After the movie was over they watched another one on HBO, but didn’t pay much attention to it.
Mick had a nice buzz going and was happy to sit back and listen to Scott talk about his project—the VW Microbus he was converting into a flatbed. A warm, fuzzy feeling Mick almost didn’t recognize as happiness set up camp in his gut, and life was good.
He thought, more than once or twice, that Scott leaned toward him in a way that was a little more than friendly, but it had to be the beer.
Too bad.
Mick jerked in surprise when he realized he’d started to lean toward Scott. He had no right to be “more than friendly” to Scott. None at all.
Scott reached out to grasp his shoulder. “You okay, Mick?”
“Uh, yeah.”
“Are you ready for bed?” Scott kneaded his shoulder, sending a current through his body.
“The movie isn’t over.”
“It’s not very good. If you don’t want to finish it, that’s okay with me.” Scott smiled and sat back against the couch, releasing Mick’s shoulder.
He couldn’t help himself, he leaned forward. Only a little bit. He didn’t want to lose Scott’s touch. In that moment, he couldn’t think of anything more important than Scott touching him, not even self-preservation.
Mick Randall wasn’t a stranger to self-medicating with alcohol but before he found Bell’s he hadn’t had a lot of money to spare, and lately he hadn’t had the time. Together, those circumstances had turned him into a lightweight. That had to be the explanation for why he saw a come-on in every glance and heard innuendo where surely Scott didn’t mean any. He’d have to be a lightweight to want so badly to respond to Scott’s touch with an embrace.

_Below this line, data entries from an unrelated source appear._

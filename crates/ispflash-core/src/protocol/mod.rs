//! Protocol module - command encoding and status decoding.

pub mod codec;
pub mod constants;
pub mod status;

pub use codec::{Command, CommandCodec, ProtocolFamily};
pub use constants::*;
pub use status::{
    IdentityRequest, StatusCheck, StatusExpectation, StatusFault, StatusReading, classify,
};
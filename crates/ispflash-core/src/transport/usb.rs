//! nusb-based I2C-over-USB transport.
//!
//! The hub tunnels I2C traffic through vendor control transfers: writes go
//! out as the full `[slave, sub, payload...]` frame, reads carry the slave
//! and sub-address packed into `wIndex`.

use std::time::Duration;

use nusb::transfer::{ControlIn, ControlOut, ControlType, Recipient};
use nusb::{Interface, MaybeFuture, list_devices};
use tracing::{debug, info, instrument};

use super::traits::{Transport, TransportError};
use crate::protocol::constants::{I2C_READ_REQUEST, I2C_WRITE_REQUEST, USB_TIMEOUT};

/// Vendor control-transfer transport bound to a claimed interface.
pub struct UsbControlTransport {
    interface: Interface,
    timeout: Duration,
}

impl UsbControlTransport {
    /// Wrap an interface claimed by the host.
    pub fn new(interface: Interface) -> Self {
        Self {
            interface,
            timeout: USB_TIMEOUT,
        }
    }

    /// Open a device with specific VID/PID and claim interface 0.
    #[instrument(
        level = "info",
        fields(vid = format!("{:04X}", vid), pid = format!("{:04X}", pid))
    )]
    pub fn open_with_ids(vid: u16, pid: u16) -> Result<Self, TransportError> {
        let device_info = list_devices()
            .wait()
            .map_err(|e| TransportError::OpenFailed(e.to_string()))?
            .find(|d| d.vendor_id() == vid && d.product_id() == pid)
            .ok_or(TransportError::DeviceNotFound { vid, pid })?;

        let device = device_info
            .open()
            .wait()
            .map_err(|e| TransportError::OpenFailed(e.to_string()))?;
        let interface = device
            .claim_interface(0)
            .wait()
            .map_err(|e| TransportError::OpenFailed(e.to_string()))?;

        info!(
            vendor_id = %format!("{:04X}", vid),
            product_id = %format!("{:04X}", pid),
            "Device opened successfully"
        );
        Ok(Self::new(interface))
    }
}

/// Pack the `[slave, sub]` read header into the control `wIndex`.
pub(crate) fn read_index(header: &[u8]) -> Result<u16, TransportError> {
    match header {
        [slave, sub] => Ok(((*sub as u16) << 8) | *slave as u16),
        _ => Err(TransportError::ReadFailed(format!(
            "read header must be slave and sub-address, got {} bytes",
            header.len()
        ))),
    }
}

impl Transport for UsbControlTransport {
    #[instrument(skip(self, frame), fields(len = frame.len()))]
    fn write(&mut self, frame: &[u8]) -> Result<(), TransportError> {
        self.interface
            .control_out(
                ControlOut {
                    control_type: ControlType::Vendor,
                    recipient: Recipient::Device,
                    request: I2C_WRITE_REQUEST,
                    value: 0x0000,
                    index: 0x0000,
                    data: frame,
                },
                self.timeout,
            )
            .wait()
            .map_err(|e| TransportError::WriteFailed(e.to_string()))?;

        debug!(bytes_written = frame.len(), "Write complete");
        Ok(())
    }

    #[instrument(skip(self, header))]
    fn read(&mut self, header: &[u8], len: usize) -> Result<Vec<u8>, TransportError> {
        if len == 0 {
            return Ok(Vec::new());
        }
        let index = read_index(header)?;
        let length = u16::try_from(len)
            .map_err(|_| TransportError::ReadFailed(format!("read of {len} bytes too large")))?;

        let data = self
            .interface
            .control_in(
                ControlIn {
                    control_type: ControlType::Vendor,
                    recipient: Recipient::Device,
                    request: I2C_READ_REQUEST,
                    value: 0x0000,
                    index,
                    length,
                },
                self.timeout,
            )
            .wait()
            .map_err(|e| TransportError::ReadFailed(e.to_string()))?;

        if data.len() != len {
            return Err(TransportError::ShortTransfer {
                expected: len,
                actual: data.len(),
            });
        }
        debug!(bytes_read = data.len(), "Read complete");
        Ok(data)
    }
}
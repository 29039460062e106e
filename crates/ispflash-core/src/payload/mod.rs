//! Payload handling module.
//!
//! Provides parsing and chunking for firmware images.

pub mod chunk;
pub mod firmware;

pub use chunk::{Chunk, ChunkIter, Chunks};
pub use firmware::{FirmwareError, FirmwareImage, calc_checksum};
//! Raw I2C character device transport.
//!
//! Frames are written with a positional write at offset 0 and responses are
//! read the same way, mirroring the `pwrite`/`pread` access the i2c-dev
//! driver expects once the slave address has been selected.

use std::fs::{File, OpenOptions};
use std::os::unix::fs::FileExt;
use std::path::Path;

use tracing::{debug, instrument};

use super::traits::{Transport, TransportError};

/// Transport over an already-addressed I2C character device.
pub struct I2cDevTransport {
    file: File,
}

impl I2cDevTransport {
    /// Wrap a handle opened by the host.
    pub fn new(file: File) -> Self {
        Self { file }
    }

    /// Open a device node read/write.
    #[instrument(level = "info", skip(path), fields(path = %path.as_ref().display()))]
    pub fn open<P: AsRef<Path>>(path: P) -> Result<Self, TransportError> {
        let file = OpenOptions::new()
            .read(true)
            .write(true)
            .open(path.as_ref())
            .map_err(|e| TransportError::OpenFailed(e.to_string()))?;
        Ok(Self::new(file))
    }

    fn write_frame(&self, frame: &[u8]) -> Result<(), TransportError> {
        let n = self
            .file
            .write_at(frame, 0)
            .map_err(|e| TransportError::WriteFailed(e.to_string()))?;
        if n != frame.len() {
            return Err(TransportError::ShortTransfer {
                expected: frame.len(),
                actual: n,
            });
        }
        Ok(())
    }
}

impl Transport for I2cDevTransport {
    #[instrument(skip(self, frame), fields(len = frame.len()))]
    fn write(&mut self, frame: &[u8]) -> Result<(), TransportError> {
        self.write_frame(frame)?;
        debug!(bytes_written = frame.len(), "Write complete");
        Ok(())
    }

    #[instrument(skip(self, header))]
    fn read(&mut self, header: &[u8], len: usize) -> Result<Vec<u8>, TransportError> {
        if len == 0 {
            return Ok(Vec::new());
        }
        self.write_frame(header)?;

        let mut buf = vec![0u8; len];
        let n = self
            .file
            .read_at(&mut buf, 0)
            .map_err(|e| TransportError::ReadFailed(e.to_string()))?;
        if n != len {
            return Err(TransportError::ShortTransfer {
                expected: len,
                actual: n,
            });
        }
        debug!(bytes_read = n, "Read complete");
        Ok(buf)
    }
}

Maybe I should quit drinking.
Mick wasn’t capable of walking in a straight line by the time he hit the can, but it didn’t matter.
Four beers was plenty and he’d take the other two out of Scott’s fridge the next day and remember not to bring more. If he wanted a drink, he wouldn’t have to drive far. When he left the bathroom his thoughts centered on that warm, happy feeling, and what he could get up to the next day. Before he knew what was happening, Scott had him backed against the wall, both hands spread across his chest.
All that fuzzy warm happiness disappeared, replaced by a tiny shiver of panic mixed with a side of relief. The relief tangled with a mix of “fucking finally” and “what the fuck” that made Mick dizzy. Or maybe that’s just the beer.
“Scott. Maybe I should sleep somewhere else tonight.”
“Yeah. Like in my bed with me.”
“I was thinking like my car, or a motel.”